В чем же секрет такой популярности? Прежде всего в том, что «Библиотека поэта» открыла читателю неизмеримое богатство нашей поэзии, впервые собрав ее воедино. Как известно, интерес к стихотворному слову за последние годы небывало возрос. Стихи читают все – и старые, и в особенности молодые. А наши издательства, за исключением «Советского писателя», печатают по преимуществу гигантов – Пушкина, Лермонтова, Некрасова, Маяковского и немногих других. Но поэзия – это не одни вершины, а целые хребты. И, как известно, только мощные хребты рождают высочайшие вершины: среди равнин возвышаются лишь холмики. Между тем за последние тридцать лет в Гослитиздате один только раз (в 1954 году) был выпущен однотомник Жуковского, Собрание сочинений А. К. Толстого (1963 – 1964). За то же время в «Библиотеке поэта» увидели свет произведения почти ста стихотворцев. Наряду с этим в групповых сборниках, таких, как «Песни русских поэтов» или «Революционная поэзия (1890 – 1917)», представлены стихотворения еще четырехсот авторов. Это преимущественно поэты третьестепенные, но среди их стихов попадаются превосходные вещи, завоевавшие в свое время всенародную известность, в то время как авторов их знают лишь специалисты. Молодому читателю интересно и полезно узнать, например, что слова песни «Из-за острова на стрежень…» принадлежат Д. Н. Садовникову, «Меж крутых бережков…» – М. И. Ожегову, «Замучен тяжелой неволей…» – Г. А. Мачтету, «Вы жертвою пали…» – В. Г. Архангельскому и т. д. (сборник «Песни русских поэтов», Малая серия, 19571). Многие ли знают, что Г. М. Кржижановский, никогда не бывший профессиональным поэтом, сделал вольный перевод с польского ставших знаменитыми песен «Варшавянка» и «Красное знамя» («Песни русских поэтов» и сборник «Революционная поэзия», Большая серия, 1954)? В ряде случаев читатель имеет возможность сравнить общеизвестный текст, сделавшийся народным, с первоначальным, авторским (например, «В степи» И. З. Сурикова в том же сборнике «Песни русских Поэтов»).

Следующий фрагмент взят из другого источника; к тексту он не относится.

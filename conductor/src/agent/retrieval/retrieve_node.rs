//! Retrieve node: expand the question, fetch top-k per query, merge by identity.

use std::sync::Arc;

use async_trait::async_trait;
use futures::future::try_join_all;

use crate::agent::prompts::query_expansion_prompt;
use crate::error::AgentError;
use crate::graph::{Next, Node};
use crate::knowledge::{merge_documents, Document, DocumentsUpdate, KnowledgeStore};
use crate::llm::{structured, LlmClient, QueryExpansion};
use crate::message::Message;

use super::RetrievalState;

/// Characters of each document quoted in the summary message.
const EXCERPT_CHARS: usize = 500;

pub struct RetrieveNode {
    llm: Arc<dyn LlmClient>,
    store: Arc<dyn KnowledgeStore>,
    top_k: usize,
    query_variants: usize,
}

impl RetrieveNode {
    pub fn new(
        llm: Arc<dyn LlmClient>,
        store: Arc<dyn KnowledgeStore>,
        top_k: usize,
        query_variants: usize,
    ) -> Self {
        Self {
            llm,
            store,
            top_k,
            query_variants,
        }
    }

    /// The question first, then up to `query_variants` distinct reformulations.
    async fn expand(&self, question: &str) -> Result<Vec<String>, AgentError> {
        let mut queries = vec![question.to_string()];
        if self.query_variants == 0 {
            return Ok(queries);
        }
        let prompt = Message::user(query_expansion_prompt(question, self.query_variants));
        let expansion: QueryExpansion = structured(self.llm.as_ref(), &[prompt]).await?;
        for q in expansion.queries {
            let q = q.trim();
            if q.is_empty() || queries.iter().any(|existing| existing == q) {
                continue;
            }
            if queries.len() > self.query_variants {
                break;
            }
            queries.push(q.to_string());
        }
        Ok(queries)
    }
}

fn excerpt(text: &str) -> String {
    let flat = text.split_whitespace().collect::<Vec<_>>().join(" ");
    if flat.chars().count() <= EXCERPT_CHARS {
        flat
    } else {
        format!("{}...", flat.chars().take(EXCERPT_CHARS).collect::<String>())
    }
}

/// `Retrieving N documents relevant to the query.` plus one numbered excerpt per document.
pub(super) fn summary_message(documents: &[Document]) -> String {
    let mut text = format!(
        "Retrieving {} documents relevant to the query.",
        documents.len()
    );
    for (i, doc) in documents.iter().enumerate() {
        text.push_str(&format!("\n\n[{}] {}", i + 1, excerpt(&doc.content)));
    }
    text
}

#[async_trait]
impl Node<RetrievalState> for RetrieveNode {
    fn id(&self) -> &str {
        "retrieve"
    }

    async fn run(&self, state: RetrievalState) -> Result<(RetrievalState, Next), AgentError> {
        let RetrievalState {
            mut messages,
            question,
            documents,
        } = state;
        let mut documents = merge_documents(documents, DocumentsUpdate::Delete);

        if !question.trim().is_empty() {
            let queries = self.expand(&question).await?;
            tracing::debug!(queries = queries.len(), top_k = self.top_k, "retrieval queries");
            let batches =
                try_join_all(queries.iter().map(|q| self.store.query(q, self.top_k))).await?;
            for found in batches {
                let found = found.into_iter().map(Document::with_identity).collect();
                documents = merge_documents(documents, DocumentsUpdate::Merge(found));
            }
        }

        messages.push(Message::assistant(summary_message(&documents)));
        Ok((
            RetrievalState {
                messages,
                question,
                documents,
            },
            Next::Continue,
        ))
    }
}
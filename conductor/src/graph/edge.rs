//! Outgoing edges of a node and how the run loop follows them.

use std::collections::HashMap;
use std::sync::Arc;

use super::Next;

/// Picks a branch key from the state a node just produced.
pub type RouteFn<S> = Arc<dyn Fn(&S) -> String + Send + Sync>;

pub(crate) enum Edge<S> {
    /// Always the same successor (possibly END).
    Fixed(String),
    /// Successor chosen by `route`; a key missing from `targets` is taken as a node id.
    Branch {
        route: RouteFn<S>,
        targets: Option<HashMap<String, String>>,
    },
}

impl<S> Clone for Edge<S> {
    fn clone(&self) -> Self {
        match self {
            Edge::Fixed(to) => Edge::Fixed(to.clone()),
            Edge::Branch { route, targets } => Edge::Branch {
                route: route.clone(),
                targets: targets.clone(),
            },
        }
    }
}

/// Node to run after one that returned `next`, or `None` to stop.
///
/// A branch overrides whatever the node asked for. The result may be END,
/// which the caller treats as a stop.
pub(crate) fn successor<S>(edge: Option<&Edge<S>>, state: &S, next: Next) -> Option<String> {
    if let Some(Edge::Branch { route, targets }) = edge {
        let key = route(state);
        let mapped = targets.as_ref().and_then(|t| t.get(&key)).cloned();
        return Some(mapped.unwrap_or(key));
    }
    match (next, edge) {
        (Next::End, _) => None,
        (Next::Node(id), _) => Some(id),
        (Next::Continue, Some(Edge::Fixed(to))) => Some(to.clone()),
        (Next::Continue, _) => None,
    }
}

Список поэтов, вошедших в «Библиотеку поэта», надо дополнить еще рядом анонимных произведений – памятниками древней литературы, фольклором и стихотворениями неизвестных авторов в коллективных сборниках.

Итак, пятьсот поэтов, не считая анонимов! Какой нужен был кропотливый труд целого отряда ученых-литературоведов только для того, чтобы разыскать, а затем выбрать лучшие вещи для опубликования. Эти произведения были порой рассеяны в изданиях (или рукописных сборниках), известных лишь специалистам, а иногда похоронены в архивах царской цензуры. Усилиями наших ученых они извлечены теперь из забвения, собраны и изданы.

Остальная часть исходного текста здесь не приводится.